Thus rights are no longer deduced, either theologically or philosophically. They are proclaimed. Fiat has replaced argument. Our faith in our own civilisation is without rational foundation. This accounts for the shrill, dogmatic tone of modern liberalism. Classical liberalism, as exemplified by Tocqueville, Mill and Isaiah Berlin, was discursive and philosophical. It tried to engage its opponents, to appeal to their reason and humanity. It could afford the luxury of argument, because it rested securely on an idea of human nature as benevolent and reasonable. Modern liberalism does not rest on any such conception. What is left is a set of legal claims, advanced in peremptory fashion, with no appeal to common reason. Liberalism, in short, is no longer particularly liberal.

One of the best recent attempts to restore to liberalism some of its former depth has been Larry Siedentop’s influential Democracy in Europe. Siedentop argues that if liberalism is to recover its true identity it must acknowledge its roots in Christian faith. Christianity proclaims that the individual is more than whatever social position he happens to occupy, that his relationship with God constitutes a “primary” identity in contrast to other “secondary” identities: “there is neither Greek nor Jew, circumcision nor uncircumcision, Barbarian, Scythian… but Christ is all, and in all.” All existing social relations are thus open to criticism; none is ultimate. Siedentop sees this principle working itself out in European history, undermining the moral foundations first of slavery and then of serfdom. Christianity endowed Europe with “a kind of constitution, a sense of the limits of the legitimate use of public power, limits established by moral rights.”

Yet if liberalism is the inheritor of Christianity, why is it so reluctant to acknowledge its debt? Why have the liberal movements of the last 200 years been secular in inspiration? Siedentop regards the separation of liberalism from Christianity as an unfortunate accident.
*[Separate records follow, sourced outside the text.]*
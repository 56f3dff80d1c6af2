//! Read-side view of one mounted snapshot: the statistics tree ("lower")
//! paired with its rule-tagged tree ("upper").
//!
//! The lower tree is authoritative for structure and ownership, the upper
//! tree for per-rule aggregates. Where the upper tree has no node (no build
//! yet) the lower aggregate is reported under rule 0; where it has a uniform
//! node, the lower aggregate of every directory below is relabelled with that
//! node's rule.

#![allow(missing_docs)]

use std::collections::BTreeMap;
use std::path::Path;

use serde::Serialize;

use crate::core::errors::{BrtError, Result};
use crate::core::paths::{is_absolute_dir, is_dir_name, segments};
use crate::ruletree::stats::{
    LowerDir, LowerFile, PrincipalId, RuleId, RuleSummary, UpperBody, UpperDir, add_relabelled,
    merge_rules,
};
use crate::tree::store::{NodeRef, SegmentTree};

/// Recursive directory summary, built on demand.
#[derive(Debug, Clone, Default, PartialEq, Eq, Serialize)]
pub struct DirSummary {
    pub uid: PrincipalId,
    pub gid: PrincipalId,
    #[serde(skip_serializing_if = "String::is_empty")]
    pub user: String,
    #[serde(skip_serializing_if = "String::is_empty")]
    pub group: String,
    #[serde(skip_serializing_if = "String::is_empty")]
    pub claimed_by: String,
    /// Sorted by rule id.
    pub rules: Vec<RuleSummary>,
    #[serde(skip_serializing_if = "BTreeMap::is_empty")]
    pub children: BTreeMap<String, DirSummary>,
}

impl DirSummary {
    /// Fold another subtree's rule aggregates into this one.
    pub fn merge(&mut self, other: &Self) {
        merge_rules(&mut self.rules, &other.rules);
    }

    /// Total `(files, size)` across all rules.
    #[must_use]
    pub fn totals(&self) -> (u64, u64) {
        self.rules.iter().fold((0, 0), |(files, size), rule| {
            let (f, s) = rule.totals();
            (files + f, size + s)
        })
    }

    /// Aggregates for one rule, if any file below is governed by it.
    #[must_use]
    pub fn rule(&self, id: RuleId) -> Option<&RuleSummary> {
        self.rules
            .binary_search_by_key(&id, |rule| rule.id)
            .ok()
            .map(|pos| &self.rules[pos])
    }
}

// ──────────────────── overlay directories ────────────────────

/// Upper-tree counterpart of a directory.
#[derive(Debug, Clone)]
enum Upper {
    Node(NodeRef),
    Uniform(RuleId),
    Absent,
}

impl Upper {
    fn from_node(node: Option<NodeRef>) -> Result<Self> {
        let Some(node) = node else {
            return Ok(Self::Absent);
        };
        Ok(match UpperDir::peek_uniform(node.data()?)? {
            Some(id) => Self::Uniform(id),
            None => Self::Node(node),
        })
    }

    fn child(&self, name: &str) -> Result<Self> {
        match self {
            Self::Node(node) => Self::from_node(node.child(name)?),
            Self::Uniform(id) => Ok(Self::Uniform(*id)),
            Self::Absent => Ok(Self::Absent),
        }
    }
}

/// A directory inside an overlay.
#[derive(Debug, Clone)]
pub struct OverlayDir {
    lower: NodeRef,
    upper: Upper,
}

/// What a path inside an overlay names.
#[derive(Debug, Clone)]
pub enum Entry {
    Dir(OverlayDir),
    File(LowerFile),
}

impl OverlayDir {
    pub fn owner(&self) -> Result<(PrincipalId, PrincipalId)> {
        LowerDir::decode_owner(self.lower.data()?)
    }

    /// Per-rule aggregates of everything below this directory.
    pub fn rules(&self) -> Result<Vec<RuleSummary>> {
        let id = match &self.upper {
            Upper::Node(node) => match UpperDir::decode(node.data()?)?.body {
                UpperBody::Tagged(rules) => return Ok(rules),
                UpperBody::Uniform(id) => id,
            },
            Upper::Uniform(id) => *id,
            Upper::Absent => 0,
        };
        let mut rules = Vec::new();
        add_relabelled(&mut rules, id, &LowerDir::decode(self.lower.data()?)?);
        Ok(rules)
    }

    /// Subdirectory by segment name (ending in `/`).
    pub fn child(&self, name: &str) -> Result<Option<Self>> {
        if !is_dir_name(name) {
            return Ok(None);
        }
        let Some(lower) = self.lower.child(name)? else {
            return Ok(None);
        };
        Ok(Some(Self {
            lower,
            upper: self.upper.child(name)?,
        }))
    }

    /// Subdirectories in name order.
    pub fn children(&self) -> Result<Vec<(String, Self)>> {
        Ok(self
            .entries()?
            .into_iter()
            .filter_map(|(name, dir)| dir.map(|dir| (name, dir)))
            .collect())
    }

    /// Every direct child in name order; subdirectories carry their view,
    /// files `None`. The upper children are walked in step with the lower
    /// ones, so this costs one pass over each.
    pub fn entries(&self) -> Result<Vec<(String, Option<Self>)>> {
        let mut upper_children = match &self.upper {
            Upper::Node(node) => Some(node.children()?.peekable()),
            Upper::Uniform(_) | Upper::Absent => None,
        };
        let mut out = Vec::with_capacity(self.lower.child_count()?);
        for entry in self.lower.children()? {
            let (name, lower) = entry?;
            if !is_dir_name(name) {
                out.push((name.to_string(), None));
                continue;
            }
            let upper = match upper_children.as_mut() {
                Some(upper_children) => {
                    let mut found = None;
                    while let Some(next) = upper_children.next_if(|next| {
                        next.as_ref().map_or(true, |(upper_name, _)| *upper_name <= name)
                    }) {
                        let (upper_name, node) = next?;
                        if upper_name == name {
                            found = Some(node);
                            break;
                        }
                    }
                    Upper::from_node(found)?
                }
                None => self.upper.child(name)?,
            };
            out.push((name.to_string(), Some(Self { lower, upper })));
        }
        Ok(out)
    }

    /// Summary of this directory; with `with_children`, also a one-level
    /// summary of every subdirectory.
    pub fn summary(&self, with_children: bool) -> Result<DirSummary> {
        let (uid, gid) = self.owner()?;
        let mut summary = DirSummary {
            uid,
            gid,
            rules: self.rules()?,
            ..DirSummary::default()
        };
        if with_children {
            for (name, child) in self.children()? {
                summary.children.insert(name, child.summary(false)?);
            }
        }
        Ok(summary)
    }
}

// ──────────────────── overlay ────────────────────

/// One mounted snapshot and its current rule-tagged tree.
#[derive(Debug, Clone)]
pub struct Overlay {
    root_path: String,
    lower: SegmentTree,
    upper: Option<SegmentTree>,
}

impl Overlay {
    /// Wrap a statistics tree, which must hold exactly one top-level entry
    /// named by an absolute directory path.
    pub fn new(lower: SegmentTree, source: &Path) -> Result<Self> {
        let root = lower.root();
        let mut children = root.children()?;
        let first = children.next().transpose()?;
        let extra = children.next().is_some();
        let name = match first {
            Some((name, _)) if !extra => name.to_string(),
            _ => {
                return Err(BrtError::InvalidSnapshot {
                    path: source.to_path_buf(),
                    details: format!(
                        "expected exactly one top-level entry, found {}",
                        root.child_count()?
                    ),
                });
            }
        };
        if !is_absolute_dir(&name) {
            return Err(BrtError::InvalidRoot { name });
        }
        Ok(Self {
            root_path: name,
            lower,
            upper: None,
        })
    }

    /// Absolute path of the snapshot root, e.g. `/lustre/scratch/`.
    #[must_use]
    pub fn root_path(&self) -> &str {
        &self.root_path
    }

    #[must_use]
    pub fn lower(&self) -> &SegmentTree {
        &self.lower
    }

    #[must_use]
    pub fn upper(&self) -> Option<&SegmentTree> {
        self.upper.as_ref()
    }

    /// Same snapshot, different rule-tagged tree.
    #[must_use]
    pub fn with_upper(&self, upper: SegmentTree) -> Self {
        Self {
            root_path: self.root_path.clone(),
            lower: self.lower.clone(),
            upper: Some(upper),
        }
    }

    /// The statistics node of the snapshot root.
    pub fn top(&self) -> Result<NodeRef> {
        self.lower
            .root()
            .child(&self.root_path)?
            .ok_or_else(|| BrtError::decode("snapshot", "top-level entry vanished"))
    }

    pub fn root(&self) -> Result<OverlayDir> {
        let upper = match &self.upper {
            Some(tree) => Upper::Node(tree.root()),
            None => Upper::Absent,
        };
        Ok(OverlayDir {
            lower: self.top()?,
            upper,
        })
    }

    /// Resolve a path relative to the snapshot root (`""` is the root).
    pub fn lookup(&self, relative: &str) -> Result<Option<Entry>> {
        let mut dir = self.root()?;
        let mut rest = segments(relative).peekable();
        while let Some(segment) = rest.next() {
            let Some(lower) = dir.lower.child(segment)? else {
                return Ok(None);
            };
            if is_dir_name(segment) {
                dir = OverlayDir {
                    upper: dir.upper.child(segment)?,
                    lower,
                };
            } else if rest.peek().is_none() {
                return Ok(Some(Entry::File(LowerFile::decode(lower.data()?)?)));
            } else {
                return Ok(None);
            }
        }
        Ok(Some(Entry::Dir(dir)))
    }
}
The church-particularly the Catholic church-became identified with “the stratified society based on privilege.” It thereby violated its own principle of “equal liberty.” Henceforth this principle took a secular form.

Yet the estrangement of liberalism from Christianity was surely more than an accident. It followed an inexorable logic. The universalism of the Christian proclamation had to burst the bounds of Christian doctrine and ritual. Christianity, to be true to itself, had to transcend itself. No one saw this with greater clarity than the German theologian Dietrich Bonhoeffer. Just as Christianity had transcended the exclusivity of Judaism, opening up salvation to Jew and gentile alike, so it must now, argued Bonhoeffer, transcend its own exclusivity. Bonhoeffer saw that the church had not risen to the challenge of the age. In its confrontation with totalitarianism, it had sacrificed the universal cause of humanity to the preservation of its privileges. It became nothing more than one corporation among others. Bonhoeffer was executed by the Nazis. He died, appropriately, not as a Christian martyr but as a political dissident.

Christianity’s fate, then, is to abolish itself, to dissolve into liberalism. But is this fate happy or tragic? And can liberalism itself survive, once severed from its Christian roots? Does it have an independent source of life, or is it living off its religious inheritance? Siedentop himself is optimistic. Liberalism, he writes, is a “purged” form of Christianity, preserving the ethical content of Christianity while discarding its mythological form. Christianity is a preliminary, an imperfect first shot at liberal constitutionalism. It was Hegel who first defended Christianity as a prototype of the constitutional state. Writing after the horrors of Jacobinism, his aim was to make liberals conscious of their debt to the past, thereby encouraging a more peaceful transition from tradition to modernity. Siedentop’s aim is similar. Like Hegel, he is in no doubt that religion belongs to the infancy of the human race.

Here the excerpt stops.